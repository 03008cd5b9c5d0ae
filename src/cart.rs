//! Cart

use rust_decimal::Decimal;
use rusty_money::{Money, iso::Currency};
use thiserror::Error;
use tracing::debug;

use crate::{catalog::PackagingOption, checkout::OrderLine, products::Product};

/// Id prefix given to complimentary packaging lines.
pub const BOX_ID_PREFIX: &str = "box-";

/// Errors related to cart mutations.
#[derive(Debug, Error, PartialEq, Eq)]
pub enum CartError {
    /// An item's currency differs from the cart currency (item id, item currency, cart currency).
    #[error("Item {0} has currency {1}, but cart has currency {2}")]
    CurrencyMismatch(String, &'static str, &'static str),
}

/// Outcome of a direct quantity update.
#[derive(Debug, Clone, Copy, PartialEq, Eq)]
pub enum QuantityChange {
    /// The line now has this quantity.
    Updated(u32),

    /// The quantity dropped to zero or below and the line was removed.
    Removed,

    /// No line has the requested id.
    Missing,
}

/// Item about to be added to the cart.
#[derive(Debug, Clone, PartialEq)]
pub struct NewCartItem<'a> {
    /// Product (or packaging) id
    pub id: String,

    /// Display name
    pub name: String,

    /// Unit price; zero for complimentary items
    pub price: Money<'a, Currency>,

    /// Display weight
    pub weight: String,

    /// Metal
    pub metal: String,

    /// Fineness
    pub purity: String,

    /// Image reference
    pub image: Option<String>,

    /// Complimentary packaging accessory
    pub is_box: bool,
}

impl<'a> NewCartItem<'a> {
    /// Cart item for a catalog product.
    pub fn from_product(product: &Product<'a>) -> Self {
        Self {
            id: product.id.clone(),
            name: product.name.clone(),
            price: product.price,
            weight: product.weight.clone(),
            metal: product.metal.clone(),
            purity: product.purity.clone(),
            image: product.image().map(str::to_owned),
            is_box: false,
        }
    }

    /// Free packaging line that accompanies `product`.
    ///
    /// The line id is derived from the product id so each product carries at
    /// most one box line.
    pub fn packaging_for(product: &Product<'a>, option: &PackagingOption) -> Self {
        Self {
            id: format!("{BOX_ID_PREFIX}{}", product.id),
            name: option.name.clone(),
            price: Money::from_minor(0, product.price.currency()),
            weight: String::new(),
            metal: String::new(),
            purity: String::new(),
            image: (!option.image.is_empty()).then(|| option.image.clone()),
            is_box: true,
        }
    }
}

/// A line in the cart.
#[derive(Debug, Clone, PartialEq)]
pub struct CartItem<'a> {
    /// Product (or packaging) id
    pub id: String,

    /// Display name
    pub name: String,

    /// Unit price
    pub price: Money<'a, Currency>,

    /// Display weight
    pub weight: String,

    /// Metal
    pub metal: String,

    /// Fineness
    pub purity: String,

    /// Image reference
    pub image: Option<String>,

    /// Complimentary packaging accessory
    pub is_box: bool,

    quantity: u32,
}

impl<'a> CartItem<'a> {
    fn new(item: NewCartItem<'a>) -> Self {
        Self {
            id: item.id,
            name: item.name,
            price: item.price,
            weight: item.weight,
            metal: item.metal,
            purity: item.purity,
            image: item.image,
            is_box: item.is_box,
            quantity: 1,
        }
    }

    /// Number of units; always at least one.
    pub fn quantity(&self) -> u32 {
        self.quantity
    }

    /// `price * quantity`.
    pub fn line_total(&self) -> Decimal {
        *self.price.amount() * Decimal::from(self.quantity)
    }
}

/// Shopping cart
#[derive(Debug, Clone)]
pub struct Cart<'a> {
    items: Vec<CartItem<'a>>,
    currency: &'static Currency,
    is_open: bool,
}

impl<'a> Cart<'a> {
    /// Create an empty cart priced in `currency`.
    pub fn new(currency: &'static Currency) -> Self {
        Cart {
            items: Vec::new(),
            currency,
            is_open: false,
        }
    }

    /// Add one unit of `item`, returning the line's new quantity.
    ///
    /// If a line with the same id exists its quantity is incremented and the
    /// existing display fields are kept: the first write wins, later calls
    /// with a different name or price for the same id do not overwrite it.
    /// Otherwise a new line with quantity 1 is appended.
    ///
    /// # Errors
    ///
    /// Returns [`CartError::CurrencyMismatch`] if the item is priced in a
    /// different currency from the cart.
    pub fn add_item(&mut self, item: NewCartItem<'a>) -> Result<u32, CartError> {
        let item_currency = item.price.currency();

        if item_currency != self.currency {
            return Err(CartError::CurrencyMismatch(
                item.id,
                item_currency.iso_alpha_code,
                self.currency.iso_alpha_code,
            ));
        }

        if let Some(existing) = self.items.iter_mut().find(|line| line.id == item.id) {
            existing.quantity = existing.quantity.saturating_add(1);

            debug!(id = %existing.id, quantity = existing.quantity, "cart item incremented");

            return Ok(existing.quantity);
        }

        debug!(id = %item.id, "cart item added");

        self.items.push(CartItem::new(item));

        Ok(1)
    }

    /// Add a product together with its complimentary packaging line.
    ///
    /// # Errors
    ///
    /// Returns [`CartError::CurrencyMismatch`] if either item is priced in a
    /// different currency from the cart. Nothing is added in that case.
    pub fn add_with_packaging(
        &mut self,
        product: NewCartItem<'a>,
        packaging: NewCartItem<'a>,
    ) -> Result<(), CartError> {
        for item in [&product, &packaging] {
            let item_currency = item.price.currency();

            if item_currency != self.currency {
                return Err(CartError::CurrencyMismatch(
                    item.id.clone(),
                    item_currency.iso_alpha_code,
                    self.currency.iso_alpha_code,
                ));
            }
        }

        self.add_item(product)?;
        self.add_item(packaging)?;

        Ok(())
    }

    /// Set a line's quantity directly. Zero or negative removes the line.
    pub fn update_quantity(&mut self, id: &str, quantity: i64) -> QuantityChange {
        let Some(index) = self.position(id) else {
            return QuantityChange::Missing;
        };

        if quantity <= 0 {
            self.items.remove(index);
            debug!(id, "cart item removed by quantity update");

            return QuantityChange::Removed;
        }

        let quantity = u32::try_from(quantity).unwrap_or(u32::MAX);

        match self.items.get_mut(index) {
            Some(line) => {
                line.quantity = quantity;
                QuantityChange::Updated(quantity)
            }
            None => QuantityChange::Missing,
        }
    }

    /// Add one unit to an existing line.
    pub fn increment(&mut self, id: &str) -> QuantityChange {
        match self.get(id) {
            Some(line) => self.update_quantity(id, i64::from(line.quantity) + 1),
            None => QuantityChange::Missing,
        }
    }

    /// Take one unit off an existing line, removing it at zero.
    pub fn decrement(&mut self, id: &str) -> QuantityChange {
        match self.get(id) {
            Some(line) => self.update_quantity(id, i64::from(line.quantity) - 1),
            None => QuantityChange::Missing,
        }
    }

    /// Remove a line regardless of quantity.
    pub fn remove_item(&mut self, id: &str) -> Option<CartItem<'a>> {
        let index = self.position(id)?;

        Some(self.items.remove(index))
    }

    /// Remove every line.
    pub fn clear(&mut self) {
        self.items.clear();
    }

    /// Look a line up by id.
    pub fn get(&self, id: &str) -> Option<&CartItem<'a>> {
        self.items.iter().find(|line| line.id == id)
    }

    /// Lines in insertion order.
    pub fn iter(&self) -> impl Iterator<Item = &CartItem<'a>> {
        self.items.iter()
    }

    /// Units of purchasable goods; packaging lines are not counted.
    pub fn total_items(&self) -> u32 {
        self.items
            .iter()
            .filter(|line| !line.is_box)
            .fold(0, |total, line| total.saturating_add(line.quantity))
    }

    /// Sum of `price * quantity` over every line.
    pub fn total_price(&self) -> Money<'a, Currency> {
        let total = self
            .items
            .iter()
            .fold(Decimal::ZERO, |total, line| total + line.line_total());

        Money::from_decimal(total, self.currency)
    }

    /// Number of lines, packaging included.
    pub fn line_count(&self) -> usize {
        self.items.len()
    }

    /// Check if the cart is empty.
    pub fn is_empty(&self) -> bool {
        self.items.is_empty()
    }

    /// Get the currency of the cart.
    pub fn currency(&self) -> &'static Currency {
        self.currency
    }

    /// Whether the cart drawer is showing.
    pub fn is_open(&self) -> bool {
        self.is_open
    }

    /// Show the cart drawer.
    pub fn open(&mut self) {
        self.is_open = true;
    }

    /// Hide the cart drawer.
    pub fn close(&mut self) {
        self.is_open = false;
    }

    /// Flip the cart drawer.
    pub fn toggle(&mut self) {
        self.is_open = !self.is_open;
    }

    /// Order lines for checkout.
    pub fn snapshot(&self) -> Vec<OrderLine> {
        self.items
            .iter()
            .map(|line| OrderLine {
                id: line.id.clone(),
                name: line.name.clone(),
                unit_price: *line.price.amount(),
                quantity: line.quantity,
                is_box: line.is_box,
            })
            .collect()
    }

    fn position(&self, id: &str) -> Option<usize> {
        self.items.iter().position(|line| line.id == id)
    }
}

◇ ◇ ◇ ◇

▶ **TASK ITEM**
Only the lines that contain the string "different" are to be copied from the records.

▶ **EXERCISE ANSWER**
    /// with a different name or price for the same id do not overwrite it.
    /// different currency from the cart.
    /// different currency from the cart. Nothing is added in that case.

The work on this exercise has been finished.